For starters, LRO will improve maps of the moon, says astrophysicist John Keller of the NASA Goddard Space Flight Center in Greenbelt, Md., deputy project scientist for the $500-million mission. "A point I like to make about LRO," he says, "is that when it comes to the shape of the moon, we actually know the shape of Mars much better than we do of the moon." Three-dimensional laser-altimetry data taken by LRO will help to close that gap.

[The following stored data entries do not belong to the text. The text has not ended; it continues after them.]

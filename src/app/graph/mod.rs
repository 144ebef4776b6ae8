mod bubble;
mod dendrogram;
mod interaction;
mod scatter;
mod forces;
mod quadtree;

use eframe::egui::{Vec2, vec2};
use tracing::debug;

use super::Viewport;
use crate::insights::Cluster;
use forces::{
    CollisionParams, RepulsionParams, accumulate_collision_pairs, accumulate_repulsion_for_node,
};
use quadtree::QuadNode;

const BARNES_HUT_THETA: f32 = 0.72;
const GOLDEN_ANGLE: f32 = 2.399_963;

#[derive(Clone, Copy, Debug, PartialEq)]
pub struct ForceConfig {
    /// Radius of the largest bubble before the viewport cap applies.
    pub radius_scale: f32,
    pub min_radius: f32,
    /// Extra gap kept between touching bubbles.
    pub padding: f32,
    pub center_strength: f32,
    pub repulsion_strength: f32,
    pub softening: f32,
    pub velocity_decay: f32,
    pub alpha_decay: f32,
    pub alpha_min: f32,
    pub drag_alpha_target: f32,
    pub collision_iterations: usize,
    pub collision_relaxation: f32,
}

impl Default for ForceConfig {
    fn default() -> Self {
        Self {
            radius_scale: 5000.0_f32.sqrt(),
            min_radius: 4.0,
            padding: 2.0,
            center_strength: 0.06,
            repulsion_strength: 50.0,
            softening: 100.0,
            velocity_decay: 0.4,
            alpha_decay: 1.0 - 0.001_f32.powf(1.0 / 300.0),
            alpha_min: 0.001,
            drag_alpha_target: 0.3,
            collision_iterations: 3,
            collision_relaxation: 0.5,
        }
    }
}

#[derive(Clone, Debug, PartialEq)]
pub struct LayoutNode {
    pub cluster_id: String,
    pub cluster_index: usize,
    pub size: u64,
    pub radius: f32,
    pub position: Vec2,
    pub velocity: Vec2,
    pub pinned: bool,
}

#[derive(Clone, Copy, Debug, PartialEq, Eq)]
pub enum SimulationState {
    Running,
    Settled,
    Stopped,
}

#[derive(Default)]
struct PhysicsScratch {
    forces: Vec<Vec2>,
    positions: Vec<Vec2>,
    radii: Vec<f32>,
    pinned: Vec<bool>,
    corrections: Vec<Vec2>,
}

impl PhysicsScratch {
    fn load(&mut self, nodes: &[LayoutNode]) {
        self.positions.clear();
        self.radii.clear();
        self.pinned.clear();
        for node in nodes {
            self.positions.push(node.position);
            self.radii.push(node.radius);
            self.pinned.push(node.pinned);
        }
    }
}

/// Bubble layout for one cluster collection.
///
/// The host drives it cooperatively: call [`ForceSimulation::tick`] once per
/// frame and keep repainting while it returns `true`. Settled and stopped
/// simulations leave every node untouched on `tick`.
pub struct ForceSimulation {
    nodes: Vec<LayoutNode>,
    viewport: Viewport,
    config: ForceConfig,
    alpha: f32,
    alpha_target: f32,
    state: SimulationState,
    ticks: u64,
    scratch: PhysicsScratch,
}

pub fn radius_for_size(size: u64, max_size: u64, viewport: Viewport, config: &ForceConfig) -> f32 {
    if max_size == 0 {
        return config.min_radius;
    }
    let scale = config.radius_scale.min(viewport.min_side() * 0.5);
    let ratio = (size.min(max_size) as f32 / max_size as f32).sqrt();
    (ratio * scale).max(config.min_radius)
}
use anyhow::{Result, anyhow};
use clap::Parser;
use cluster_lens::config::{Args, Settings};
use cluster_lens::{app, export};
use tracing_subscriber::EnvFilter;

fn main() -> Result<()> {
    tracing_subscriber::fmt()
        .with_env_filter(
            EnvFilter::try_from_default_env().unwrap_or_else(|_| EnvFilter::new("info")),
        )
        .init();

    let settings = Settings::from(Args::parse());
    if let Some(path) = settings.export.clone() {
        return export::run(&settings, &path);
    }

    let coordinator = settings.coordinator()?;
    let options = eframe::NativeOptions {
        viewport: eframe::egui::ViewportBuilder::default().with_inner_size([1440.0, 920.0]),
        ..Default::default()
    };

    eframe::run_native(
        "cluster-lens",
        options,
        Box::new(move |cc| {
            Ok(Box::new(app::ClusterLensApp::new(
                cc,
                settings,
                coordinator,
            )))
        }),
    )
    .map_err(|error| anyhow!("failed to start the window: {error}"))
}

Planetary scientist David Kring, a senior staff scientist at the Lunar and Planetary Institute in Houston, sounds a similar tone, noting that the orbiter "will be exploring regions of the moon that have been fuzzy or completely invisible to us in the past."
The satellite's polar orbit will allow it to focus on especially desirable regions for human activities. At the moon's poles, Keller explains, the fairly consistent low angle of the sun makes available essentially constant access to solar power and, potentially, stores of water frozen in permanently shadowed craters. (A companion spacecraft to LRO will seek out direct evidence of that water ice in October.)
Among the orbiter's seven scientific instruments is one with a distinctly human-focused assignment: The Cosmic Ray Telescope for the Effects of Radiation (CRaTER). It will seek to characterize and assess the physiological effects of high-energy cosmic rays. Earth's inhabitants are largely protected from cosmic radiation by the planet's atmosphere and magnetic field, but long-term residents of the moon would be exposed to potential cellular and genetic damage without proper shielding.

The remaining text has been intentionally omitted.